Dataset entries
........

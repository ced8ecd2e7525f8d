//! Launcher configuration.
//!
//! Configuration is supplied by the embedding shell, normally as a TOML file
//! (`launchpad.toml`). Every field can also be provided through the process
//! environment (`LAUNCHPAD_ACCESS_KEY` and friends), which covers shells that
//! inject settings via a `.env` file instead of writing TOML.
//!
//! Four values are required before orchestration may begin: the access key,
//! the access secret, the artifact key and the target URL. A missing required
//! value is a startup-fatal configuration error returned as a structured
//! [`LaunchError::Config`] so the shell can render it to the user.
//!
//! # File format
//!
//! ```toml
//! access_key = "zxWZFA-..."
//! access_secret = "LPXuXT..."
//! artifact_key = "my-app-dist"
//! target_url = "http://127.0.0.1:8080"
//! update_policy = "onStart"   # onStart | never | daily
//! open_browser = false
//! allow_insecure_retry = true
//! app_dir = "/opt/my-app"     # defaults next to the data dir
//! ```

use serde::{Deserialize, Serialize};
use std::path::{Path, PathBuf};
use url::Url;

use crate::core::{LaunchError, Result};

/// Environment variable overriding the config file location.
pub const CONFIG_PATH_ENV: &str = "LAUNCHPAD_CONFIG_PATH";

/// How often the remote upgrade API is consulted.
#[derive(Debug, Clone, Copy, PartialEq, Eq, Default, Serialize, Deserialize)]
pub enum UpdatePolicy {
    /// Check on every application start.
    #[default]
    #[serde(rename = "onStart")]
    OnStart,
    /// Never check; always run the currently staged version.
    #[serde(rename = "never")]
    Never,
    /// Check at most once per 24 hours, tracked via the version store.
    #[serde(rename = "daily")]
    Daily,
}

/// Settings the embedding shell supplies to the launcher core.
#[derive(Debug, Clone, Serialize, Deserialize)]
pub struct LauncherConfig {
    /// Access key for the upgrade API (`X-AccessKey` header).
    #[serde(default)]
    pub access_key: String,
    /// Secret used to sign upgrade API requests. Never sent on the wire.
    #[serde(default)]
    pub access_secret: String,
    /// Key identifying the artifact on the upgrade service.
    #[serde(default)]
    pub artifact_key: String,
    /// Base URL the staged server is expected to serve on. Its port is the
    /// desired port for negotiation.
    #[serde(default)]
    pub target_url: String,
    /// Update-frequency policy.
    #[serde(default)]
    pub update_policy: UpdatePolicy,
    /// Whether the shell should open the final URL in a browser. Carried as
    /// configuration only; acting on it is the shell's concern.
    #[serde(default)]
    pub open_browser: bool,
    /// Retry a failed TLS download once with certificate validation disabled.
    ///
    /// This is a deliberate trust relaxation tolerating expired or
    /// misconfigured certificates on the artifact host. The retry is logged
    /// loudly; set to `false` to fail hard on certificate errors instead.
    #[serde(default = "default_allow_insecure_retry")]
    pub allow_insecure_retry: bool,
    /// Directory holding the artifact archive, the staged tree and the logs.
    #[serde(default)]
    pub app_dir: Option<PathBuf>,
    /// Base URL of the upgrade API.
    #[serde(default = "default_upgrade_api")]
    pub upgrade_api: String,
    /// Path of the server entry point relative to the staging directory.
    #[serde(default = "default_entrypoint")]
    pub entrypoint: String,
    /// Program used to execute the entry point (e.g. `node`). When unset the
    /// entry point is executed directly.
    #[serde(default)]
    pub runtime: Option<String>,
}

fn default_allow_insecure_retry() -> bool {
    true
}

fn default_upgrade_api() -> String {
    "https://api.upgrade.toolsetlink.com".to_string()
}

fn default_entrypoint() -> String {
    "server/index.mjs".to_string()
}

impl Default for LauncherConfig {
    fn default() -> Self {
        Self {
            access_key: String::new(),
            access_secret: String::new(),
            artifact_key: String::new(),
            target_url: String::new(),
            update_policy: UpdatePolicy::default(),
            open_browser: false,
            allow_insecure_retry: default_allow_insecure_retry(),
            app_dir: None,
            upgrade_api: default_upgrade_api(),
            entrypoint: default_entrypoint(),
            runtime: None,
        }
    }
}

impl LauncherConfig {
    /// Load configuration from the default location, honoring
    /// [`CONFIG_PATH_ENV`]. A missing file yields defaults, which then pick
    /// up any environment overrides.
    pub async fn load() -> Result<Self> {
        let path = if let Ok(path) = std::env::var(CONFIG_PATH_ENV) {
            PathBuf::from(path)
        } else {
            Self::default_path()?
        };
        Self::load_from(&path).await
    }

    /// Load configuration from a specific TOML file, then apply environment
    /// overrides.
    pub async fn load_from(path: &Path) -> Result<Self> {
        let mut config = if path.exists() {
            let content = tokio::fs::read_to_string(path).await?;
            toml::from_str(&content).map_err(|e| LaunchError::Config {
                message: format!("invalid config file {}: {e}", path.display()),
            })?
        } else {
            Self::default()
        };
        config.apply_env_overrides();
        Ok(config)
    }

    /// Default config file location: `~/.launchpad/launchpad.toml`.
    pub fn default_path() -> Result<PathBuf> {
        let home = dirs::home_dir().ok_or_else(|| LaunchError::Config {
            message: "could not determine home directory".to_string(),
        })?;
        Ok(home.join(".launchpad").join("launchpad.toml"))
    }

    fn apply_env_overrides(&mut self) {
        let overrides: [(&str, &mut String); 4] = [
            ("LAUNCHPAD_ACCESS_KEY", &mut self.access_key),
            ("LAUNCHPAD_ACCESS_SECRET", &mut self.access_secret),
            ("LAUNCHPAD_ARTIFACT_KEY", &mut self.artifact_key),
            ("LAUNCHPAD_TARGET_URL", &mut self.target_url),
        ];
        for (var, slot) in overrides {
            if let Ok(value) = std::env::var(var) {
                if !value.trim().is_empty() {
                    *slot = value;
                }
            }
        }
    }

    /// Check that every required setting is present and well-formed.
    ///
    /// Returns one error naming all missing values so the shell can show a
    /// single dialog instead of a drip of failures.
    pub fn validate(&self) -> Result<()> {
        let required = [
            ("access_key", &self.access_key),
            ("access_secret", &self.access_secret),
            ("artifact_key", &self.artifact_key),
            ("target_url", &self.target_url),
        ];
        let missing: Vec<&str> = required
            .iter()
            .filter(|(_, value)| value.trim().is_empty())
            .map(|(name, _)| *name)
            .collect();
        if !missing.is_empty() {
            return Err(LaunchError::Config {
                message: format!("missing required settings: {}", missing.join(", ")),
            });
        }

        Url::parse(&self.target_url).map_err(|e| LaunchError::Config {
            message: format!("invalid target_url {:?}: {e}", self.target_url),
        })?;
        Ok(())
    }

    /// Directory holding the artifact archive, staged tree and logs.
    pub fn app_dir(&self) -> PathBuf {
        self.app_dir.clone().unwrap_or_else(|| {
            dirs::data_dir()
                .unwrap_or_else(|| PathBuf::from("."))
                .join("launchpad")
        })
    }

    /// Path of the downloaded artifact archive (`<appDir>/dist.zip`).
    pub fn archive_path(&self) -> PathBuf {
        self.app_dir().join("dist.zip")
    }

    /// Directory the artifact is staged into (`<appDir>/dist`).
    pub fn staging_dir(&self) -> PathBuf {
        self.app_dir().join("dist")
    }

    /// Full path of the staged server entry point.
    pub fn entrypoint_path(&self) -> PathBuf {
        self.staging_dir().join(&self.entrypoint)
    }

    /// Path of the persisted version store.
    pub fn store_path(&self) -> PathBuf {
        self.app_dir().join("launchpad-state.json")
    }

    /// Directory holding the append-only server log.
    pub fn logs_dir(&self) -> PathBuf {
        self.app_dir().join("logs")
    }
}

........

- **What the task requires**
Your answer should consist of every entry, repeated exactly.

- **Exercise response**
repository ced8ecd2e7525f8d
//! Launcher configuration.
//!
//! Configuration is supplied by the embedding shell, normally as a TOML file
//! (`launchpad.toml`). Every field can also be provided through the process
//! environment (`LAUNCHPAD_ACCESS_KEY` and friends), which covers shells that
//! inject settings via a `.env` file instead of writing TOML.
//!
//! Four values are required before orchestration may begin: the access key,
//! the access secret, the artifact key and the target URL. A missing required
//! value is a startup-fatal configuration error returned as a structured
//! [`LaunchError::Config`] so the shell can render it to the user.
//!
//! # File format
//!
//! ```toml
//! access_key = "zxWZFA-..."
//! access_secret = "LPXuXT..."
//! artifact_key = "my-app-dist"
//! target_url = "http://127.0.0.1:8080"
//! update_policy = "onStart"   # onStart | never | daily
//! open_browser = false
//! allow_insecure_retry = true
//! app_dir = "/opt/my-app"     # defaults next to the data dir
//! ```

use serde::{Deserialize, Serialize};
use std::path::{Path, PathBuf};
use url::Url;

use crate::core::{LaunchError, Result};

/// Environment variable overriding the config file location.
pub const CONFIG_PATH_ENV: &str = "LAUNCHPAD_CONFIG_PATH";

/// How often the remote upgrade API is consulted.
#[derive(Debug, Clone, Copy, PartialEq, Eq, Default, Serialize, Deserialize)]
pub enum UpdatePolicy {
    /// Check on every application start.
    #[default]
    #[serde(rename = "onStart")]
    OnStart,
    /// Never check; always run the currently staged version.
    #[serde(rename = "never")]
    Never,
    /// Check at most once per 24 hours, tracked via the version store.
    #[serde(rename = "daily")]
    Daily,
}

/// Settings the embedding shell supplies to the launcher core.
#[derive(Debug, Clone, Serialize, Deserialize)]
pub struct LauncherConfig {
    /// Access key for the upgrade API (`X-AccessKey` header).
    #[serde(default)]
    pub access_key: String,
    /// Secret used to sign upgrade API requests. Never sent on the wire.
    #[serde(default)]
    pub access_secret: String,
    /// Key identifying the artifact on the upgrade service.
    #[serde(default)]
    pub artifact_key: String,
    /// Base URL the staged server is expected to serve on. Its port is the
    /// desired port for negotiation.
    #[serde(default)]
    pub target_url: String,
    /// Update-frequency policy.
    #[serde(default)]
    pub update_policy: UpdatePolicy,
    /// Whether the shell should open the final URL in a browser. Carried as
    /// configuration only; acting on it is the shell's concern.
    #[serde(default)]
    pub open_browser: bool,
    /// Retry a failed TLS download once with certificate validation disabled.
    ///
    /// This is a deliberate trust relaxation tolerating expired or
    /// misconfigured certificates on the artifact host. The retry is logged
    /// loudly; set to `false` to fail hard on certificate errors instead.
    #[serde(default = "default_allow_insecure_retry")]
    pub allow_insecure_retry: bool,
    /// Directory holding the artifact archive, the staged tree and the logs.
    #[serde(default)]
    pub app_dir: Option<PathBuf>,
    /// Base URL of the upgrade API.
    #[serde(default = "default_upgrade_api")]
    pub upgrade_api: String,
    /// Path of the server entry point relative to the staging directory.
    #[serde(default = "default_entrypoint")]
    pub entrypoint: String,
    /// Program used to execute the entry point (e.g. `node`). When unset the
    /// entry point is executed directly.
    #[serde(default)]
    pub runtime: Option<String>,
}

fn default_allow_insecure_retry() -> bool {
    true
}

fn default_upgrade_api() -> String {
    "https://api.upgrade.toolsetlink.com".to_string()
}

fn default_entrypoint() -> String {
    "server/index.mjs".to_string()
}

impl Default for LauncherConfig {
    fn default() -> Self {
        Self {
            access_key: String::new(),
            access_secret: String::new(),
            artifact_key: String::new(),
            target_url: String::new(),
            update_policy: UpdatePolicy::default(),
            open_browser: false,
            allow_insecure_retry: default_allow_insecure_retry(),
            app_dir: None,
            upgrade_api: default_upgrade_api(),
            entrypoint: default_entrypoint(),
            runtime: None,
        }
    }
}

impl LauncherConfig {
    /// Load configuration from the default location, honoring
    /// [`CONFIG_PATH_ENV`]. A missing file yields defaults, which then pick
    /// up any environment overrides.
    pub async fn load() -> Result<Self> {
        let path = if let Ok(path) = std::env::var(CONFIG_PATH_ENV) {
            PathBuf::from(path)
        } else {
            Self::default_path()?
        };
        Self::load_from(&path).await
    }

    /// Load configuration from a specific TOML file, then apply environment
    /// overrides.
    pub async fn load_from(path: &Path) -> Result<Self> {
        let mut config = if path.exists() {
            let content = tokio::fs::read_to_string(path).await?;
            toml::from_str(&content).map_err(|e| LaunchError::Config {
                message: format!("invalid config file {}: {e}", path.display()),
            })?
        } else {
            Self::default()
        };
        config.apply_env_overrides();
        Ok(config)
    }

    /// Default config file location: `~/.launchpad/launchpad.toml`.
    pub fn default_path() -> Result<PathBuf> {
        let home = dirs::home_dir().ok_or_else(|| LaunchError::Config {
            message: "could not determine home directory".to_string(),
        })?;
        Ok(home.join(".launchpad").join("launchpad.toml"))
    }

    fn apply_env_overrides(&mut self) {
        let overrides: [(&str, &mut String); 4] = [
            ("LAUNCHPAD_ACCESS_KEY", &mut self.access_key),
            ("LAUNCHPAD_ACCESS_SECRET", &mut self.access_secret),
            ("LAUNCHPAD_ARTIFACT_KEY", &mut self.artifact_key),
            ("LAUNCHPAD_TARGET_URL", &mut self.target_url),
        ];
        for (var, slot) in overrides {
            if let Ok(value) = std::env::var(var) {
                if !value.trim().is_empty() {
                    *slot = value;
                }
            }
        }
    }

    /// Check that every required setting is present and well-formed.
    ///
    /// Returns one error naming all missing values so the shell can show a
    /// single dialog instead of a drip of failures.
    pub fn validate(&self) -> Result<()> {
        let required = [
            ("access_key", &self.access_key),
            ("access_secret", &self.access_secret),
            ("artifact_key", &self.artifact_key),
            ("target_url", &self.target_url),
        ];
        let missing: Vec<&str> = required
            .iter()
            .filter(|(_, value)| value.trim().is_empty())
            .map(|(name, _)| *name)
            .collect();
        if !missing.is_empty() {
            return Err(LaunchError::Config {
                message: format!("missing required settings: {}", missing.join(", ")),
            });
        }

        Url::parse(&self.target_url).map_err(|e| LaunchError::Config {
            message: format!("invalid target_url {:?}: {e}", self.target_url),
        })?;
        Ok(())
    }

    /// Directory holding the artifact archive, staged tree and logs.
    pub fn app_dir(&self) -> PathBuf {
        self.app_dir.clone().unwrap_or_else(|| {
            dirs::data_dir()
                .unwrap_or_else(|| PathBuf::from("."))
                .join("launchpad")
        })
    }

    /// Path of the downloaded artifact archive (`<appDir>/dist.zip`).
    pub fn archive_path(&self) -> PathBuf {
        self.app_dir().join("dist.zip")
    }

    /// Directory the artifact is staged into (`<appDir>/dist`).
    pub fn staging_dir(&self) -> PathBuf {
        self.app_dir().join("dist")
    }

    /// Full path of the staged server entry point.
    pub fn entrypoint_path(&self) -> PathBuf {
        self.staging_dir().join(&self.entrypoint)
    }

    /// Path of the persisted version store.
    pub fn store_path(&self) -> PathBuf {
        self.app_dir().join("launchpad-state.json")
    }

    /// Directory holding the append-only server log.
    pub fn logs_dir(&self) -> PathBuf {
        self.app_dir().join("logs")
    }
}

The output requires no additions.